Além disso, o pagamento do auxílio somente se justifica durante o prazo em que
subsistirem as condições que deram causa à sua instituição, qual seja, a
carência de oferta de cursos regulares de pós-graduação em Direito no Estado do
Amapá.
Em suma:
É constitucional — quando caracterizada a natureza
indenizatória da verba — a concessão de auxílio destinado ao aperfeiçoamento
profissional de membros de procuradoria estadual, remunerados sob a forma de
subsídio.
STF.
Plenário. ADI 7271/AP, Rel. Min. Edson Fachin, Rel. para o acórdão Min. Luiz
Roberto Barroso, julgado em 1º/9/2023 (Info 1108).

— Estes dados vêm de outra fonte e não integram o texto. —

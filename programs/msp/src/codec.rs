//! Fixed-width little-endian primitives shared by the instruction payloads and
//! the account records. Layouts are plain sequences of these fields; the only
//! checks performed here are length checks.

use anchor_lang::prelude::*;

use crate::constants::MEMO_LEN;
use crate::errors::ErrorCode;

pub type Memo = [u8; MEMO_LEN];

#[derive(Debug, Default)]
pub struct ByteWriter {
    buf: Vec<u8>,
}

impl ByteWriter {
    pub fn with_capacity(capacity: usize) -> Self {
        Self { buf: Vec::with_capacity(capacity) }
    }

    pub fn u8(&mut self, value: u8) -> &mut Self {
        self.buf.push(value);
        self
    }

    pub fn bool(&mut self, value: bool) -> &mut Self {
        self.u8(value as u8)
    }

    pub fn u64(&mut self, value: u64) -> &mut Self {
        self.buf.extend_from_slice(&value.to_le_bytes());
        self
    }

    pub fn pubkey(&mut self, value: &Pubkey) -> &mut Self {
        self.buf.extend_from_slice(value.as_ref());
        self
    }

    pub fn bytes32(&mut self, value: &[u8; 32]) -> &mut Self {
        self.buf.extend_from_slice(value);
        self
    }

    pub fn len(&self) -> usize {
        self.buf.len()
    }

    pub fn is_empty(&self) -> bool {
        self.buf.is_empty()
    }

    pub fn into_inner(self) -> Vec<u8> {
        self.buf
    }
}

#[derive(Debug)]
pub struct ByteReader<'a> {
    input: &'a [u8],
}

impl<'a> ByteReader<'a> {
    /// Starts reading a layout whose total length must be exactly `span`.
    pub fn exact(input: &'a [u8], span: usize) -> Result<Self> {
        if input.len() != span {
            return Err(ErrorCode::MalformedRecord.into());
        }
        Ok(Self { input })
    }

    fn take(&mut self, n: usize) -> Result<&'a [u8]> {
        if self.input.len() < n {
            return Err(ErrorCode::MalformedRecord.into());
        }
        let (head, rest) = self.input.split_at(n);
        self.input = rest;
        Ok(head)
    }

    fn array<const N: usize>(&mut self) -> Result<[u8; N]> {
        let mut out = [0u8; N];
        out.copy_from_slice(self.take(N)?);
        Ok(out)
    }

    pub fn u8(&mut self) -> Result<u8> {
        Ok(self.take(1)?[0])
    }

    /// Any non-zero byte reads as `true`.
    pub fn bool(&mut self) -> Result<bool> {
        Ok(self.u8()? != 0)
    }

    pub fn u64(&mut self) -> Result<u64> {
        Ok(u64::from_le_bytes(self.array::<8>()?))
    }

    pub fn pubkey(&mut self) -> Result<Pubkey> {
        Ok(Pubkey::new_from_array(self.array::<32>()?))
    }

    pub fn bytes32(&mut self) -> Result<[u8; 32]> {
        self.array::<32>()
    }

    pub fn remaining(&self) -> usize {
        self.input.len()
    }
}

/// Encodes a memo as null-padded UTF-8.
pub fn string_to_bytes(string: &str) -> Result<Memo> {
    let string_bytes = string.as_bytes();

    if string_bytes.len() > MEMO_LEN {
        return Err(ErrorCode::StringTooLong.into());
    }

    let mut string_data = [0u8; MEMO_LEN];
    string_data[..string_bytes.len()].copy_from_slice(string_bytes);

    Ok(string_data)
}

/// Decodes a null-padded memo. Invalid UTF-8 is replaced rather than rejected.
pub fn bytes_to_string(bytes: &Memo) -> String {
    let end = bytes.iter().rposition(|b| *b != 0).map(|i| i + 1).unwrap_or(0);
    String::from_utf8_lossy(&bytes[..end]).into_owned()
}
//! Two-phase renegotiation of stream terms. Either party proposes a full set
//! of replacement terms; only the other party can answer.

use anchor_lang::prelude::*;

use crate::constants::*;
use crate::enums::StreamState;
use crate::errors::ErrorCode;
use crate::lifecycle::clock_timestamp;
use crate::stream::Stream;
use crate::terms::{PendingUpdate, StreamTerms, StreamTermsProposal};

impl Stream {
    pub fn propose_update(&mut self, initiator: &Pubkey, terms: StreamTerms) -> Result<()> {
        self.ensure_open()?;
        let counterparty = self
            .counterparty_of(initiator)
            .ok_or(ErrorCode::Unauthorized)?;

        if self.pending_update.is_pending() {
            return Err(ErrorCode::UpdateAlreadyPending.into());
        }
        if terms.cliff_vest_percent > CLIFF_PERCENT_DENOMINATOR {
            return Err(ErrorCode::InvalidCliff.into());
        }
        // the escrow holds a single asset for the life of the stream
        if terms.associated_token != self.terms.associated_token {
            return Err(ErrorCode::InvalidAssociatedToken.into());
        }

        self.pending_update = PendingUpdate::Pending(StreamTermsProposal {
            proposed_by: *initiator,
            counterparty,
            terms,
        });

        msg!(
            "proposed_by: {0}, counterparty: {1}, rate_amount: {2}, rate_interval_in_seconds: {3}",
            initiator, counterparty, terms.rate_amount, terms.rate_interval_in_seconds
        );
        Ok(())
    }

    /// Approving replaces every term at once, after re-anchoring vesting at
    /// the current instant. Rejecting leaves the terms untouched.
    pub fn answer_update(&mut self, initiator: &Pubkey, approve: bool, clock: &Clock) -> Result<()> {
        self.ensure_open()?;
        let proposal = *self
            .pending_update
            .proposal()
            .ok_or(ErrorCode::NoPendingUpdate)?;

        if *initiator != proposal.counterparty {
            return Err(ErrorCode::Unauthorized.into());
        }

        if approve {
            let now = clock_timestamp(clock);
            // a paused stream keeps its snapshot; the new terms apply from
            // the next resume
            if self.state == StreamState::Active && now > self.start_utc {
                let mut updated = *self;
                updated.settle_depletion(clock)?;
                let snapshot = updated.primitive_snapshot_units(now);
                updated.rebase(snapshot, clock);
                *self = updated;
            }
            self.terms = proposal.terms;
        }
        self.pending_update = PendingUpdate::None;

        msg!("answered_by: {0}, approved: {1}", initiator, approve);
        Ok(())
    }
}
//! Stream state transitions. Every operation validates first and only then
//! mutates, so a failed operation leaves the stream untouched.

use anchor_lang::prelude::*;

use crate::constants::*;
use crate::enums::{StreamState, StreamStatus};
use crate::errors::ErrorCode;
use crate::instruction::CreateStreamParams;
use crate::stream::Stream;
use crate::terms::PendingUpdate;

/// Token movements owed when a stream closes.
#[derive(Debug, Clone, Copy, PartialEq, Eq, Default)]
pub struct CloseSettlement {
    /// Vested and not yet withdrawn
    pub beneficiary_amount: u64,
    /// Never vested, returned to the treasurer
    pub treasurer_amount: u64,
}

pub fn clock_timestamp(clock: &Clock) -> u64 {
    clock.unix_timestamp.max(0) as u64
}

impl Stream {
    /// Builds a new `Active` stream. A start in the past is moved to the
    /// current blocktime.
    pub fn create(
        treasurer: &Pubkey,
        params: &CreateStreamParams,
        beneficiary_associated_token: Pubkey,
        treasury_address: Pubkey,
        clock: &Clock,
    ) -> Result<Stream> {
        if params.beneficiary == *treasurer {
            return Err(ErrorCode::InvalidBeneficiary.into());
        }
        if params.cliff_vest_percent > CLIFF_PERCENT_DENOMINATOR {
            return Err(ErrorCode::InvalidCliff.into());
        }
        if params.funding_amount > 0 && params.cliff_vest_amount > params.funding_amount {
            return Err(ErrorCode::InvalidCliff.into());
        }

        let now = clock_timestamp(clock);
        let start_utc = params.start_utc.max(now);

        msg!(
            "clock: {0}, start_utc: {1}, funding: {2}, rate_amount: {3}, rate_interval_in_seconds: {4}",
            now, start_utc, params.funding_amount, params.rate_amount, params.rate_interval_in_seconds
        );

        Ok(Stream {
            initialized: true,
            state: StreamState::Active,
            bump: params.stream_bump,
            nonce: params.nonce,
            treasurer_address: *treasurer,
            beneficiary_address: params.beneficiary,
            beneficiary_associated_token,
            treasury_address,
            terms: params.terms(),
            start_utc,
            total_deposits: params.funding_amount,
            total_withdrawals: 0,
            vested_snapshot_units: 0,
            vested_snapshot_slot: 0,
            vested_snapshot_block_time: 0,
            last_resume_slot: 0,
            last_resume_block_time: 0,
            total_seconds_in_paused_status: 0,
            pending_update: PendingUpdate::None,
        })
    }

    /// Fails unless the stream exists and is not closed
    pub fn ensure_open(&self) -> Result<()> {
        if !self.initialized || self.state == StreamState::Draft {
            return Err(ErrorCode::StreamNotInitialized.into());
        }
        if self.state == StreamState::Closed {
            return Err(ErrorCode::StreamClosed.into());
        }
        Ok(())
    }

    /// Fails unless `initiator` is the treasurer or the beneficiary
    pub fn ensure_party(&self, initiator: &Pubkey) -> Result<()> {
        if *initiator != self.treasurer_address && *initiator != self.beneficiary_address {
            return Err(ErrorCode::Unauthorized.into());
        }
        Ok(())
    }

    /// Adds `amount` to the deposits. Anyone may fund a stream; only the
    /// treasurer or the beneficiary may ask for a resume on top.
    pub fn add_funds(&mut self, contributor: &Pubkey, amount: u64, resume: bool, clock: &Clock) -> Result<()> {
        self.ensure_open()?;
        if amount == 0 {
            return Err(ErrorCode::ZeroContributionAmount.into());
        }
        if resume {
            self.ensure_party(contributor)?;
        }

        let now = clock_timestamp(clock);
        let mut updated = *self;

        updated.settle_depletion(clock)?;

        if updated.terms.cliff_vest_percent > 0
            && now >= updated.start_utc
            && updated.primitive_active_seconds(now) >= updated.terms.cliff_in_seconds
        {
            updated.save_effective_cliff();
        }

        updated.total_deposits = updated
            .total_deposits
            .checked_add(amount)
            .ok_or(ErrorCode::Overflow)?;

        if resume && updated.state == StreamState::Paused {
            updated.apply_resume(clock)?;
        }

        msg!(
            "clock: {0}, amount: {1}, total_deposits: {2}, status: {3}",
            now, amount, updated.total_deposits, updated.get_status(now).name()
        );

        *self = updated;
        Ok(())
    }

    /// Records a withdrawal by the beneficiary
    pub fn withdraw(&mut self, initiator: &Pubkey, amount: u64, clock: &Clock) -> Result<()> {
        self.ensure_open()?;
        if *initiator != self.beneficiary_address {
            return Err(ErrorCode::Unauthorized.into());
        }
        if amount == 0 {
            return Err(ErrorCode::ZeroWithdrawalAmount.into());
        }

        let now = clock_timestamp(clock);
        let withdrawable = self.get_beneficiary_withdrawable_amount(now);

        msg!("clock: {0}, amount: {1}, withdrawable: {2}", now, amount, withdrawable);

        if amount > withdrawable {
            return Err(ErrorCode::InsufficientVestedBalance.into());
        }

        self.total_withdrawals = self
            .total_withdrawals
            .checked_add(amount)
            .ok_or(ErrorCode::Overflow)?;
        Ok(())
    }

    pub fn pause(&mut self, initiator: &Pubkey, clock: &Clock) -> Result<()> {
        self.ensure_open()?;
        self.ensure_party(initiator)?;
        if self.state != StreamState::Active {
            return Err(ErrorCode::AlreadyPaused.into());
        }

        let now = clock_timestamp(clock);
        let mut updated = *self;
        updated.settle_depletion(clock)?;
        updated.vested_snapshot_units = updated.primitive_snapshot_units(now);
        updated.vested_snapshot_slot = clock.slot;
        updated.vested_snapshot_block_time = now;
        updated.state = StreamState::Paused;

        msg!("clock: {0}, vested_snapshot_units: {1}", now, updated.vested_snapshot_units);
        *self = updated;
        Ok(())
    }

    /// Resumes a manually paused stream. Resuming a stream that only
    /// auto-paused changes nothing.
    pub fn resume(&mut self, initiator: &Pubkey, clock: &Clock) -> Result<()> {
        self.ensure_open()?;
        self.ensure_party(initiator)?;

        let now = clock_timestamp(clock);
        match self.state {
            StreamState::Paused => self.apply_resume(clock),
            StreamState::Active if self.get_status(now) == StreamStatus::AutoPaused => {
                msg!("clock: {0}, stream is auto-paused, nothing to resume", now);
                Ok(())
            }
            _ => Err(ErrorCode::NotPaused.into()),
        }
    }

    /// Settles the stream and marks it closed. Any pending proposal is
    /// discarded with it.
    pub fn close(&mut self, initiator: &Pubkey, clock: &Clock) -> Result<CloseSettlement> {
        self.ensure_open()?;
        self.ensure_party(initiator)?;

        let now = clock_timestamp(clock);
        let vesting = self.vesting(now);
        let settlement = CloseSettlement {
            beneficiary_amount: vesting.withdrawable,
            treasurer_amount: vesting.unvested,
        };

        self.total_withdrawals = vesting.vested;
        self.state = StreamState::Closed;
        self.pending_update = PendingUpdate::None;

        msg!(
            "clock: {0}, beneficiary_amount: {1}, treasurer_amount: {2}",
            now, settlement.beneficiary_amount, settlement.treasurer_amount
        );
        Ok(settlement)
    }

    /// A stream that ran out of funds stopped vesting at its depletion time.
    /// Records the gap since then as paused time and rebases on the vested
    /// amount at depletion, so later deposits vest from now on.
    pub(crate) fn settle_depletion(&mut self, clock: &Clock) -> Result<()> {
        let now = clock_timestamp(clock);
        if !self.is_depleted(now) {
            return Ok(());
        }

        let depleted_at = self.primitive_depletion_time().unwrap_or(now).min(now);
        let gap = self.primitive_effective_time(now) - self.primitive_effective_time(depleted_at);
        let snapshot = self.primitive_snapshot_units(depleted_at);

        self.total_seconds_in_paused_status = self
            .total_seconds_in_paused_status
            .checked_add(gap)
            .ok_or(ErrorCode::Overflow)?;
        self.rebase(snapshot, clock);

        msg!("depleted_at: {0}, paused_gap: {1}, snapshot: {2}", depleted_at, gap, snapshot);
        Ok(())
    }

    /// Re-anchors vesting at the current instant: later accrual is computed
    /// from here on, starting from `snapshot` vested units.
    pub(crate) fn rebase(&mut self, snapshot: u64, clock: &Clock) {
        let now = clock_timestamp(clock);
        self.vested_snapshot_units = snapshot;
        self.vested_snapshot_slot = clock.slot;
        self.vested_snapshot_block_time = now;
        self.last_resume_slot = clock.slot;
        self.last_resume_block_time = now;
    }

    fn apply_resume(&mut self, clock: &Clock) -> Result<()> {
        let now = clock_timestamp(clock);
        let paused_at = self.vested_snapshot_block_time.min(now);
        let gap = self.primitive_effective_time(now) - self.primitive_effective_time(paused_at);

        self.total_seconds_in_paused_status = self
            .total_seconds_in_paused_status
            .checked_add(gap)
            .ok_or(ErrorCode::Overflow)?;
        self.last_resume_slot = clock.slot;
        self.last_resume_block_time = now;
        self.state = StreamState::Active;

        msg!(
            "clock: {0}, paused_gap: {1}, total_seconds_in_paused_status: {2}",
            now, gap, self.total_seconds_in_paused_status
        );
        Ok(())
    }
}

Com base nesse entendimento, o STF,
por maioria, julgou improcedente o pedido e declarou a constitucionalidade dos
arts. 93, VII, e 102, I a IV, e §§ 1º, 2º e 3º, ambos da Lei Complementar
89/2015 do Estado do Amapá.
DOD Plus –
compare com esse outro julgado no qual a conclusão foi diversa
É inconstitucional norma
estadual que prevê adicional de auxílio-aperfeiçoamento profissional aos
magistrados
É inconstitucional — por violar o art. 39, § 4º, da CF/88, haja
vista o caráter de indevido acréscimo remuneratório — norma estadual que prevê
adicional de “auxílio-aperfeiçoamento profissional” aos seus magistrados.
STF. Plenário. ADI 5.407/MG, Rel. Min. Alexandre de Moraes,
julgado em 01/07/2023 (Info 1102).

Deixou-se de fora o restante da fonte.